レイヴィンの言葉に彼女は部屋の中をぐるりと見まわし気付いた事を伝えた。


「あの後すぐに規制線を張り立ち入りを禁止したのにどうやって持ち出したんだ?」


「……」


不思議がる隊長の横を通り抜けイクトが何かを探すようにうろうろしていたが壁の一点を見詰めて厳しい顔つきになる。


「それは分からないわ。でも。私が皆と合流するまでの間にここにいた黒の集団が持ち出したのかも?」


「隊長ちょっといいかな」


「ん?」


首を振り困り顔で話すソフィアの話が終わったところでイクトがレイヴィンへと声をかけた。耳元で何事か伝えると隊長の表情も真剣な物へと変わる。


「荷物の中身は一体何だったのでしょうか?」


「さあ。でもとても大きな箱だったからもしかしたら闇取引の品だったのかも」


ハンスとソフィアはそんな二人の様子に気付かづに話を続けた。


「兎に角。持ち出されてしまったもんを調べることはできないからな。他に何か気になる所がないなら街に戻るぞ」


「えぇ」


表情を緩めて優しい顔に戻ったレイヴィンがソフィア達に声をかける。それに彼女も特に気になる事はなかったので返事をした。


「それで、イクト君。探知コンパスは役にたった?」


「あぁ。
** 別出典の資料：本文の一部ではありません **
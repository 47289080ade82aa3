//! Container handle and collection

use std::sync::Arc;
use std::time::Duration;

use serde_json::Value;

use super::image::Image;
use super::resource::Resource;
use crate::api::{
    AttachOptions, CommitOptions, ExecCreateOptions, ExecStartOptions, Identifier,
    ListContainersOptions, LogStream, LogsOptions, PullOptions, RawStream, RemoveContainerOptions,
    UpdateContainerOptions,
};
use crate::api::{ApiClient, JsonStream};
use crate::error::ContainerError;
use crate::types::{Command, ContainerOptions};
use crate::{Error, Result};

/// A container known to the daemon
#[derive(Debug, Clone, PartialEq)]
pub struct Container {
    resource: Resource,
}

impl Container {
    pub(crate) fn new(client: Arc<ApiClient>, attrs: Value) -> Self {
        Self {
            resource: Resource::new(client, attrs, "Id"),
        }
    }

    pub fn id(&self) -> &str {
        self.resource.id()
    }

    pub fn short_id(&self) -> &str {
        self.resource.short_id()
    }

    pub fn attrs(&self) -> &Value {
        self.resource.attrs()
    }

    /// Name without the leading slash
    pub fn name(&self) -> Option<&str> {
        self.resource
            .attr("/Name")
            .and_then(Value::as_str)
            .map(|n| n.trim_start_matches('/'))
    }

    /// `running`, `exited`, ...; list results carry a plain `State` string
    pub fn status(&self) -> Option<&str> {
        match self.resource.attr("/State") {
            Some(Value::Object(state)) => state.get("Status").and_then(Value::as_str),
            Some(Value::String(state)) => Some(state),
            _ => None,
        }
    }

    pub fn labels(&self) -> Option<&Value> {
        self.resource.attr("/Config/Labels")
    }

    /// Image the container was created from
    pub fn image(&self) -> Result<Image> {
        let image_id = self
            .resource
            .attr("/Image")
            .and_then(Value::as_str)
            .ok_or(Error::NullResource)?;
        let api = self.resource.client();
        Ok(Image::new(api.clone(), api.inspect_image(image_id)?))
    }

    pub fn reload(&mut self) -> Result<()> {
        let attrs = self.resource.client().inspect_container(self)?;
        self.resource.replace(attrs);
        Ok(())
    }

    pub fn attach(&self, options: &AttachOptions) -> Result<Vec<u8>> {
        self.resource.client().attach(self, options)
    }

    pub fn attach_stream(&self, options: &AttachOptions) -> Result<LogStream> {
        self.resource.client().attach_stream(self, options)
    }

    pub fn commit(&self, options: &CommitOptions) -> Result<Image> {
        let api = self.resource.client();
        let created = api.commit(self, options)?;
        Ok(Image::new(api.clone(), api.inspect_image(&created)?))
    }

    pub fn diff(&self) -> Result<Value> {
        self.resource.client().diff(self)
    }

    /// Run a command inside the container and collect its output
    pub fn exec_run(&self, options: &ExecCreateOptions, detach: bool) -> Result<Vec<u8>> {
        let api = self.resource.client();
        let exec = api.exec_create(self, options)?;
        let start = ExecStartOptions {
            detach,
            tty: options.tty,
        };
        api.exec_start(&exec, &start)
    }

    pub fn export(&self) -> Result<RawStream> {
        self.resource.client().export(self)
    }

    pub fn get_archive(&self, path: &str) -> Result<(RawStream, Value)> {
        self.resource.client().get_archive(self, path)
    }

    pub fn put_archive(&self, path: &str, data: Vec<u8>) -> Result<bool> {
        self.resource.client().put_archive(self, path, data)
    }

    pub fn kill(&self, signal: Option<&str>) -> Result<()> {
        self.resource.client().kill(self, signal)
    }

    /// Collected logs; the TTY setting comes from the cached attrs when known
    pub fn logs(&self, options: &LogsOptions) -> Result<Vec<u8>> {
        self.resource.client().logs(self, &self.with_known_tty(options))
    }

    pub fn logs_stream(&self, options: &LogsOptions) -> Result<LogStream> {
        self.resource.client().logs_stream(self, &self.with_known_tty(options))
    }

    fn with_known_tty(&self, options: &LogsOptions) -> LogsOptions {
        let mut options = options.clone();
        if options.tty.is_none() {
            options.tty = self.resource.attr("/Config/Tty").and_then(Value::as_bool);
        }
        options
    }

    pub fn pause(&self) -> Result<()> {
        self.resource.client().pause(self)
    }

    pub fn unpause(&self) -> Result<()> {
        self.resource.client().unpause(self)
    }

    pub fn remove(&self, options: &RemoveContainerOptions) -> Result<()> {
        self.resource.client().remove_container(self, options)
    }

    pub fn rename(&self, name: &str) -> Result<()> {
        self.resource.client().rename(self, name)
    }

    pub fn resize(&self, height: u32, width: u32) -> Result<()> {
        self.resource.client().resize(self, height, width)
    }

    pub fn restart(&self, timeout: Option<u64>) -> Result<()> {
        self.resource.client().restart(self, timeout)
    }

    pub fn start(&self) -> Result<()> {
        self.resource.client().start(self)
    }

    pub fn stats(&self) -> Result<Value> {
        self.resource.client().stats(self)
    }

    pub fn stats_stream(&self) -> Result<JsonStream<Value>> {
        self.resource.client().stats_stream(self)
    }

    pub fn stop(&self, timeout: Option<u64>) -> Result<()> {
        self.resource.client().stop(self, timeout)
    }

    pub fn top(&self, ps_args: Option<&str>) -> Result<Value> {
        self.resource.client().top(self, ps_args)
    }

    pub fn update(&self, options: &UpdateContainerOptions) -> Result<Value> {
        self.resource.client().update_container(self, options)
    }

    pub fn wait(&self, timeout: Option<Duration>) -> Result<i64> {
        self.resource.client().wait(self, timeout)
    }
}

impl Identifier for Container {
    fn identifier(&self) -> Option<String> {
        Some(self.id().to_string())
    }
}

/// Which output `run` returns and whether it cleans up afterwards
#[derive(Debug, Clone, Copy, PartialEq, Eq)]
pub struct RunOptions {
    pub stdout: bool,
    pub stderr: bool,
    /// Remove the container once its output has been collected
    pub remove: bool,
}

impl Default for RunOptions {
    fn default() -> Self {
        Self {
            stdout: true,
            stderr: false,
            remove: false,
        }
    }
}

/// Outcome of [`ContainerCollection::run`]
#[derive(Debug)]
pub enum RunOutput {
    /// Started in the background
    Detached(Container),
    /// Ran to a zero exit status; holds the collected logs
    Finished(Vec<u8>),
}

impl RunOutput {
    pub fn into_logs(self) -> Option<Vec<u8>> {
        match self {
            RunOutput::Finished(logs) => Some(logs),
            RunOutput::Detached(_) => None,
        }
    }

    pub fn into_container(self) -> Option<Container> {
        match self {
            RunOutput::Detached(container) => Some(container),
            RunOutput::Finished(_) => None,
        }
    }
}

/// Create, look up and list containers
#[derive(Clone)]
pub struct ContainerCollection {
    client: Arc<ApiClient>,
}

impl ContainerCollection {
    pub(crate) fn new(client: Arc<ApiClient>) -> Self {
        Self { client }
    }

    /// Create and start a container, then wait for it unless detached
    ///
    /// A missing image is pulled once and the create retried. A non-zero
    /// exit becomes [`Error::Container`] carrying the container's stderr;
    /// stdout is not collected in that case even if requested.
    pub fn run(&self, options: &ContainerOptions, run: &RunOptions) -> Result<RunOutput> {
        if options.detach && run.remove {
            return Err(Error::InvalidArgument(
                "the options 'detach' and 'remove' cannot be used together".into(),
            ));
        }

        let container = match self.create(options) {
            Err(e) if e.is_image_not_found() => {
                tracing::warn!(image = %options.image, "image not found locally, pulling");
                self.client
                    .pull(&options.image, &PullOptions::default())?
                    .finish()?;
                self.create(options)?
            }
            result => result?,
        };

        container.start()?;
        tracing::info!(id = %container.short_id(), image = %options.image, "container started");

        if options.detach {
            return Ok(RunOutput::Detached(container));
        }

        let exit_status = container.wait(None)?;
        let (stdout, stderr) = if exit_status == 0 {
            (run.stdout, run.stderr)
        } else {
            (false, true)
        };
        let logs = LogsOptions {
            stdout,
            stderr,
            tty: Some(options.tty),
            ..Default::default()
        };
        let out = container.logs(&logs)?;

        if run.remove {
            container.remove(&RemoveContainerOptions::default())?;
        }

        if exit_status != 0 {
            return Err(ContainerError {
                container_id: container.id().to_string(),
                exit_status,
                command: options.command.as_ref().map(Command::to_string).unwrap_or_default(),
                image: options.image.clone(),
                stderr: String::from_utf8_lossy(&out).into_owned(),
            }
            .into());
        }
        Ok(RunOutput::Finished(out))
    }

    /// Create without starting
    pub fn create(&self, options: &ContainerOptions) -> Result<Container> {
        let created = self.client.create_container(options)?;
        self.get(&created)
    }

    pub fn get(&self, container: &(impl Identifier + ?Sized)) -> Result<Container> {
        let attrs = self.client.inspect_container(container)?;
        Ok(Container::new(self.client.clone(), attrs))
    }

    /// Each listed container is inspected so the handles carry full attrs
    pub fn list(&self, options: &ListContainersOptions) -> Result<Vec<Container>> {
        self.client
            .containers(options)?
            .iter()
            .map(|summary| self.get(summary))
            .collect()
    }
}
調べて見たけれど特に何も怪しい物はなかったかな」


「やはり黒の集団が持ち出してしまったのでしょう」


帰り道ソフィアの言葉にイクトが返事をするとハンスも仮説を唱える。


「それじゃあ、帰りがてら太古の湖にも立ち寄ってみるか。そこでも素材集める予定なんだろう」


「えぇ。お願いするわ」


レイヴィンの言葉に彼女は笑顔で頼む。こうして街に戻りながら太古の湖へと向かって行った。